▸ **Material provided**:
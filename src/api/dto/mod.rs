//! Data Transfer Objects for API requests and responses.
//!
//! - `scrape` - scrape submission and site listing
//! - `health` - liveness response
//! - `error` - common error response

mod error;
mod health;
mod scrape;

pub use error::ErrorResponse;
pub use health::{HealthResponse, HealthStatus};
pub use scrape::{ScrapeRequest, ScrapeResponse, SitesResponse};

▸ **Directions**: Give an exact copy of all the data shown above.

▸ **Exercise output**:
filename src/api/dto/mod.rs
//! Data Transfer Objects for API requests and responses.
//!
//! - `scrape` - scrape submission and site listing
//! - `health` - liveness response
//! - `error` - common error response

mod error;
mod health;
mod scrape;

pub use error::ErrorResponse;
pub use health::{HealthResponse, HealthStatus};
pub use scrape::{ScrapeRequest, ScrapeResponse, SitesResponse};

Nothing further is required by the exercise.